_Prompt_
Match the string "false" against each line below, and copy every line that matches.

[Collected data entries]
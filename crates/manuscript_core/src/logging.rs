//! Rolling file logs for the manuscript engine.
//!
//! # Responsibility
//! - Turn the `log_level`/`log_dir` part of [`EngineConfig`] into a running
//!   `flexi_logger` backend, once per process.
//! - Capture panics as a single sanitized log line.
//!
//! # Invariants
//! - Events are metadata-only (`event=… module=… status=…` with ids and
//!   counts). Titles and manuscript content never reach the log.
//! - A second init with identical settings is a no-op; any other second init
//!   is rejected with `LoggingError::AlreadyActive`.
//! - Nothing in here panics.

use crate::config::EngineConfig;
use flexi_logger::{
    Cleanup, Criterion, FileSpec, LogSpecification, Logger, LoggerHandle, Naming, WriteMode,
};
use log::{error, info, LevelFilter};
use once_cell::sync::OnceCell;
use std::error::Error;
use std::fmt::{Display, Formatter};
use std::path::{Path, PathBuf};
use std::str::FromStr;

const LOG_BASENAME: &str = "manuscript";
const ROTATE_AT_BYTES: u64 = 8 * 1024 * 1024;
const KEEP_ROTATED: usize = 4;
const PANIC_LINE_LIMIT: usize = 160;

static ACTIVE: OnceCell<ActiveLogger> = OnceCell::new();
static PANIC_HOOK: OnceCell<()> = OnceCell::new();

struct ActiveLogger {
    settings: LogSettings,
    _handle: LoggerHandle,
}

/// Resolved logging settings.
#[derive(Debug, Clone, PartialEq, Eq)]
pub struct LogSettings {
    pub level: LevelFilter,
    pub dir: PathBuf,
}

impl LogSettings {
    /// Validates a level name and an absolute directory.
    pub fn new(level: &str, dir: &str) -> Result<Self, LoggingError> {
        Ok(Self {
            level: parse_level(level)?,
            dir: absolute_dir(dir)?,
        })
    }

    /// Settings carried by `config`, or `None` when it has no `log_dir`.
    pub fn from_config(config: &EngineConfig) -> Result<Option<Self>, LoggingError> {
        let Some(dir) = config.log_dir.as_deref() else {
            return Ok(None);
        };
        let level = config.log_level.as_deref().unwrap_or(default_log_level());
        Self::new(level, dir).map(Some)
    }
}

/// Logging bootstrap failures.
#[derive(Debug)]
pub enum LoggingError {
    UnknownLevel(String),
    RelativeDir(String),
    CreateDir {
        dir: PathBuf,
        source: std::io::Error,
    },
    Backend(String),
    /// Logging already runs with different settings.
    AlreadyActive {
        active: LogSettings,
        requested: LogSettings,
    },
}

impl Display for LoggingError {
    fn fmt(&self, f: &mut Formatter<'_>) -> std::fmt::Result {
        match self {
            Self::UnknownLevel(level) => write!(
                f,
                "unknown log level `{level}`; expected trace|debug|info|warn|error"
            ),
            Self::RelativeDir(dir) => write!(f, "log_dir must be absolute, got `{dir}`"),
            Self::CreateDir { dir, source } => {
                write!(f, "cannot create log dir `{}`: {source}", dir.display())
            }
            Self::Backend(message) => write!(f, "log backend failed to start: {message}"),
            Self::AlreadyActive { active, requested } => write!(
                f,
                "logging already active ({} at `{}`); refusing {} at `{}`",
                active.level,
                active.dir.display(),
                requested.level,
                requested.dir.display()
            ),
        }
    }
}

impl Error for LoggingError {
    fn source(&self) -> Option<&(dyn Error + 'static)> {
        match self {
            Self::CreateDir { source, .. } => Some(source),
            _ => None,
        }
    }
}

/// Starts file logging with explicit settings.
pub fn init_logging(settings: &LogSettings) -> Result<(), LoggingError> {
    let active = ACTIVE.get_or_try_init(|| start_backend(settings))?;
    if active.settings != *settings {
        return Err(LoggingError::AlreadyActive {
            active: active.settings.clone(),
            requested: settings.clone(),
        });
    }
    Ok(())
}

/// Starts file logging from engine configuration.
///
/// Returns `Ok(false)` without touching the backend when `log_dir` is unset.
pub fn init_logging_from_config(config: &EngineConfig) -> Result<bool, LoggingError> {
    match LogSettings::from_config(config)? {
        Some(settings) => init_logging(&settings).map(|()| true),
        None => Ok(false),
    }
}

/// Settings of the running backend, if any.
pub fn logging_status() -> Option<LogSettings> {
    ACTIVE.get().map(|active| active.settings.clone())
}

/// `debug` in debug builds, `info` otherwise.
pub fn default_log_level() -> &'static str {
    if cfg!(debug_assertions) {
        "debug"
    } else {
        "info"
    }
}

fn start_backend(settings: &LogSettings) -> Result<ActiveLogger, LoggingError> {
    std::fs::create_dir_all(&settings.dir).map_err(|source| LoggingError::CreateDir {
        dir: settings.dir.clone(),
        source,
    })?;

    let spec = LogSpecification::builder().default(settings.level).build();
    let handle = Logger::with(spec)
        .log_to_file(
            FileSpec::default()
                .directory(settings.dir.as_path())
                .basename(LOG_BASENAME),
        )
        .rotate(
            Criterion::Size(ROTATE_AT_BYTES),
            Naming::Numbers,
            Cleanup::KeepLogFiles(KEEP_ROTATED),
        )
        .write_mode(WriteMode::BufferAndFlush)
        .append()
        .format_for_files(flexi_logger::detailed_format)
        .start()
        .map_err(|err| LoggingError::Backend(err.to_string()))?;

    install_panic_hook();
    info!(
        "event=engine_start module=logging status=ok version={} os={} level={}",
        env!("CARGO_PKG_VERSION"),
        std::env::consts::OS,
        settings.level
    );

    Ok(ActiveLogger {
        settings: settings.clone(),
        _handle: handle,
    })
}

fn parse_level(level: &str) -> Result<LevelFilter, LoggingError> {
    let trimmed = level.trim();
    let name = if trimmed.eq_ignore_ascii_case("warning") {
        "warn"
    } else {
        trimmed
    };
    match LevelFilter::from_str(name) {
        Ok(LevelFilter::Off) | Err(_) => Err(LoggingError::UnknownLevel(trimmed.to_string())),
        Ok(filter) => Ok(filter),
    }
}

fn absolute_dir(dir: &str) -> Result<PathBuf, LoggingError> {
    let path = Path::new(dir.trim());
    if !path.is_absolute() {
        return Err(LoggingError::RelativeDir(dir.trim().to_string()));
    }
    Ok(path.to_path_buf())
}

fn install_panic_hook() {
    if PANIC_HOOK.set(()).is_err() {
        return;
    }
    let previous = std::panic::take_hook();
    std::panic::set_hook(Box::new(move |info| {
        let location = info
            .location()
            .map_or_else(|| "unknown".to_string(), |at| format!("{}:{}", at.file(), at.line()));
        let payload = info
            .payload()
            .downcast_ref::<&str>()
            .map(|message| (*message).to_string())
            .or_else(|| info.payload().downcast_ref::<String>().cloned())
            .unwrap_or_else(|| "non-string payload".to_string());
        error!(
            "event=panic module=logging status=error location={location} payload={}",
            one_line(&payload, PANIC_LINE_LIMIT)
        );
        previous(info);
    }));
}

/// Panic payloads may quote manuscript text: flatten and cap it.
fn one_line(value: &str, limit: usize) -> String {
    let flat: String = value
        .chars()
        .map(|ch| if ch == '\n' || ch == '\r' { ' ' } else { ch })
        .collect();
    if flat.chars().count() <= limit {
        return flat;
    }
    let mut capped: String = flat.chars().take(limit).collect();
    capped.push_str("...");
    capped
}

#[cfg(test)]
mod tests {
    use super::{
        init_logging, init_logging_from_config, logging_status, one_line, LogSettings,
        LoggingError,
    };
    use crate::config::EngineConfig;
    use log::LevelFilter;

    #[test]
    fn settings_accept_known_levels_and_warning_alias() {
        let settings = LogSettings::new(" Warning ", "/tmp/manuscript-logs").unwrap();
        assert_eq!(settings.level, LevelFilter::Warn);
        assert_eq!(
            LogSettings::new("TRACE", "/tmp/x").unwrap().level,
            LevelFilter::Trace
        );
        assert!(matches!(
            LogSettings::new("off", "/tmp/x"),
            Err(LoggingError::UnknownLevel(_))
        ));
    }

    #[test]
    fn settings_reject_relative_dir() {
        assert!(matches!(
            LogSettings::new("info", "logs/dev"),
            Err(LoggingError::RelativeDir(_))
        ));
    }

    #[test]
    fn config_without_dir_has_no_settings() {
        let config = EngineConfig::default();
        assert_eq!(LogSettings::from_config(&config).unwrap(), None);
        assert!(init_logging_from_config(&config).is_ok_and(|started| !started));
    }

    #[test]
    fn config_level_defaults_to_build_mode() {
        let config = EngineConfig {
            log_dir: Some("/tmp/manuscript-logs".to_string()),
            ..EngineConfig::default()
        };
        let settings = LogSettings::from_config(&config).unwrap().unwrap();
        let expected = if cfg!(debug_assertions) {
            LevelFilter::Debug
        } else {
            LevelFilter::Info
        };
        assert_eq!(settings.level, expected);
    }

    #[test]
    fn one_line_flattens_and_caps() {
        assert_eq!(one_line("a\nb\rc", 10), "a b c");
        assert_eq!(one_line("abcdefgh", 3), "abc...");
    }

    #[test]
    fn init_from_config_is_idempotent_and_rejects_other_settings() {
        let dir = tempfile::tempdir().unwrap();
        let other = tempfile::tempdir().unwrap();
        let config = EngineConfig {
            log_level: Some("info".to_string()),
            log_dir: Some(dir.path().join("logs").to_string_lossy().into_owned()),
            ..EngineConfig::default()
        };

        assert!(init_logging_from_config(&config).unwrap());
        assert!(init_logging_from_config(&config).unwrap());

        let louder = EngineConfig {
            log_level: Some("debug".to_string()),
            ..config.clone()
        };
        assert!(matches!(
            init_logging_from_config(&louder),
            Err(LoggingError::AlreadyActive { .. })
        ));

        let moved = LogSettings::new("info", &other.path().to_string_lossy()).unwrap();
        assert!(matches!(
            init_logging(&moved),
            Err(LoggingError::AlreadyActive { .. })
        ));

        let active = logging_status().unwrap();
        assert_eq!(active.level, LevelFilter::Info);
        assert_eq!(active.dir, dir.path().join("logs"));
    }
}
//! Pure hierarchy algorithms shared by client and service.
//!
//! # Responsibility
//! - Index flat node lists into ordered parent/children groupings.
//! - Guard against cycles and plan mutations without touching stores.
//!
//! # Invariants
//! - Nothing in this module performs I/O.

pub mod cycle;
pub mod index;
pub mod planner;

_Solution to this exercise_
/// Returns `Ok(false)` without touching the backend when `log_dir` is unset.
        None => Ok(false),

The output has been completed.